- [ASSIGNED TASK]: What lines below contain the string "record"? List them all.

- [TASK MATERIAL]:
- - -
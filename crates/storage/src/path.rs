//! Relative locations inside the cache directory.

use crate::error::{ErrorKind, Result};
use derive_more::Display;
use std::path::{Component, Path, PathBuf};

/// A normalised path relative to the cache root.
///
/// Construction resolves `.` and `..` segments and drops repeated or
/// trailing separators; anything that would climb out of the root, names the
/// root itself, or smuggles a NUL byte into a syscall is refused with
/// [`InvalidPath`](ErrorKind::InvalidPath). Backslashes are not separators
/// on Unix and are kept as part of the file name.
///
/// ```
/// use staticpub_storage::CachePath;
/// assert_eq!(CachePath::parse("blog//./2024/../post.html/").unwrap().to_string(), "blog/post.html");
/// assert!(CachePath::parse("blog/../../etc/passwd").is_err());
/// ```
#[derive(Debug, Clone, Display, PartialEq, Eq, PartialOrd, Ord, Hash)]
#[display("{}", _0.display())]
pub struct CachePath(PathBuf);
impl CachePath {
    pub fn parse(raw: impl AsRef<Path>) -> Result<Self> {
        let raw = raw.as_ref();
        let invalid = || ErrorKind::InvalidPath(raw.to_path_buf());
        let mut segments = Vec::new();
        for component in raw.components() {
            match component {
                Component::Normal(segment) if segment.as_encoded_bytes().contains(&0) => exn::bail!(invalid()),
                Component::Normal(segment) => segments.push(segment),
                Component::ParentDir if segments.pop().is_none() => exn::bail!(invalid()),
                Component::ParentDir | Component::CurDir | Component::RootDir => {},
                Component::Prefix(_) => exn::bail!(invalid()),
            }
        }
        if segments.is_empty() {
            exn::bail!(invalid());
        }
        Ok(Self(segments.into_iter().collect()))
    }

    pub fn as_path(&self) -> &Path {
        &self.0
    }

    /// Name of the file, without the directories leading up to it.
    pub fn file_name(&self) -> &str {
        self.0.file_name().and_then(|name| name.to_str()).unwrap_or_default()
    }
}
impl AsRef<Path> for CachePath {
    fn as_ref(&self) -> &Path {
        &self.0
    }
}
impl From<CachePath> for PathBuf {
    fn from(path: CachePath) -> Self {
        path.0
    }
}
- - -
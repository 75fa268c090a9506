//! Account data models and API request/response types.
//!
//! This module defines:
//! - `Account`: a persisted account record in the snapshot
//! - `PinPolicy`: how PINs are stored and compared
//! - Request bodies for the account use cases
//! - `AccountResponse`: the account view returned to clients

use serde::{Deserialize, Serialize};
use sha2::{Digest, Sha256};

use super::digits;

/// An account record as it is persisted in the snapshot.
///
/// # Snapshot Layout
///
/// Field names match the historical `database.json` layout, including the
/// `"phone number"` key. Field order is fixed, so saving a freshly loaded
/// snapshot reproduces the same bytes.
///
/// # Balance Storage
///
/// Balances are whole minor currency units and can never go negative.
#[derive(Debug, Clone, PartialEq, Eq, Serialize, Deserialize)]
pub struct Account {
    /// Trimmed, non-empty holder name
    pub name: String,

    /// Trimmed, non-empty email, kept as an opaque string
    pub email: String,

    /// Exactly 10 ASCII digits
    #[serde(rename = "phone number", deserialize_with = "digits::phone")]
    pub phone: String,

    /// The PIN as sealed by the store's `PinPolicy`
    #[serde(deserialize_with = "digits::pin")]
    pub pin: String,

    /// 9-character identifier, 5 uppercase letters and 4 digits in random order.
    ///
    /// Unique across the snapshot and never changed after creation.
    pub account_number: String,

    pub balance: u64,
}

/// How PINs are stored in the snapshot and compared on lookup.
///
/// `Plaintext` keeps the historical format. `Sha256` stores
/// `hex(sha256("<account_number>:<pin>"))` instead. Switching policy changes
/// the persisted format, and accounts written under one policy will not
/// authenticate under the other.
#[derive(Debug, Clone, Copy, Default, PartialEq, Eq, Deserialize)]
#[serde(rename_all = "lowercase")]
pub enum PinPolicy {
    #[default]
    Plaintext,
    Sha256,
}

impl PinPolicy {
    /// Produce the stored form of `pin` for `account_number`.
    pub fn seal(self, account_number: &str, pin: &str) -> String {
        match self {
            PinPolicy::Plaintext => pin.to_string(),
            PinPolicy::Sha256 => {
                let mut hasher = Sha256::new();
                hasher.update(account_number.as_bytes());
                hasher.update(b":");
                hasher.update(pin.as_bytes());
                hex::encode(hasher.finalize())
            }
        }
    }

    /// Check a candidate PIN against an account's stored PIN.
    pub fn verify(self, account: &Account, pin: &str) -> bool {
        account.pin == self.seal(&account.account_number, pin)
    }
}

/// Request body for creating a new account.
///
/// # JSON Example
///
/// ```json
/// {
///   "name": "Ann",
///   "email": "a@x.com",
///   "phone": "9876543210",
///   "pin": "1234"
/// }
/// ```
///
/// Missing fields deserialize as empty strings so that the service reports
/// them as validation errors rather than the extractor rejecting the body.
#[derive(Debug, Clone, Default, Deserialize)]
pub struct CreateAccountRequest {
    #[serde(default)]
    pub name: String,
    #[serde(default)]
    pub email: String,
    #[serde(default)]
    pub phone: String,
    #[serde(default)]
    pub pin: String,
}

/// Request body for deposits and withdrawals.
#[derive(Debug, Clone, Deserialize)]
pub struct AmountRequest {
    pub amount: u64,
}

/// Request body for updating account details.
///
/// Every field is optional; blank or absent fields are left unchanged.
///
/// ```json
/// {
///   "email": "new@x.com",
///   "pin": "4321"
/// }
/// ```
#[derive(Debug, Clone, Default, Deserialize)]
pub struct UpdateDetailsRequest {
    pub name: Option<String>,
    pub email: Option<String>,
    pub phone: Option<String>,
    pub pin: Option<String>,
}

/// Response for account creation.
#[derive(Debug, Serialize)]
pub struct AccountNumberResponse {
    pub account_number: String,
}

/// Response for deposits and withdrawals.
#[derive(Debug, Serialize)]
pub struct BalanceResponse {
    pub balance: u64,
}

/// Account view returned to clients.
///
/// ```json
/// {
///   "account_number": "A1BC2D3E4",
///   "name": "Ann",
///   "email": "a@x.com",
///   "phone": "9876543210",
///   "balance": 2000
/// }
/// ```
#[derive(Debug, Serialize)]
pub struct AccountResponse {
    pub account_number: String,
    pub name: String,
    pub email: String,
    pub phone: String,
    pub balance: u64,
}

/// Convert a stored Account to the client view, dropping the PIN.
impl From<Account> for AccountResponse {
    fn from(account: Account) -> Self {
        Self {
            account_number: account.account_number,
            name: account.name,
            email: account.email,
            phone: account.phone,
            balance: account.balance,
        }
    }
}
- - -
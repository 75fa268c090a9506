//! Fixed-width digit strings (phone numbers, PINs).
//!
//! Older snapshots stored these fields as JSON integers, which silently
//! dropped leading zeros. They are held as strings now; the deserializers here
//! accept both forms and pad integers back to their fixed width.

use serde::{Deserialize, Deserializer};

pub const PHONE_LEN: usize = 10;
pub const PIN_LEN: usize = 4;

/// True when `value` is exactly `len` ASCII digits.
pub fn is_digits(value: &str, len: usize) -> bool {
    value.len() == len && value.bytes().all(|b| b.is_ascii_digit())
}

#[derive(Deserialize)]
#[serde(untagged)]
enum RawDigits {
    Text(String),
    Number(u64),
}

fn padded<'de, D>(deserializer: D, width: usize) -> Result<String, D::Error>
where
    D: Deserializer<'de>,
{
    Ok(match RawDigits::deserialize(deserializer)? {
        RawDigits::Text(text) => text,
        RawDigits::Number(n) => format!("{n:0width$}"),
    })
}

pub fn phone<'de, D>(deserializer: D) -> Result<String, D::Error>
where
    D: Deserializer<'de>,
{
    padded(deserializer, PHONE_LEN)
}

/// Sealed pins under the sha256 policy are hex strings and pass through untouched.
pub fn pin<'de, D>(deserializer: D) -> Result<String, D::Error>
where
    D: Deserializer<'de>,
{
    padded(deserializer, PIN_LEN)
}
- - -
- [TASK OUTPUT]:
//! - `Account`: a persisted account record in the snapshot
/// An account record as it is persisted in the snapshot.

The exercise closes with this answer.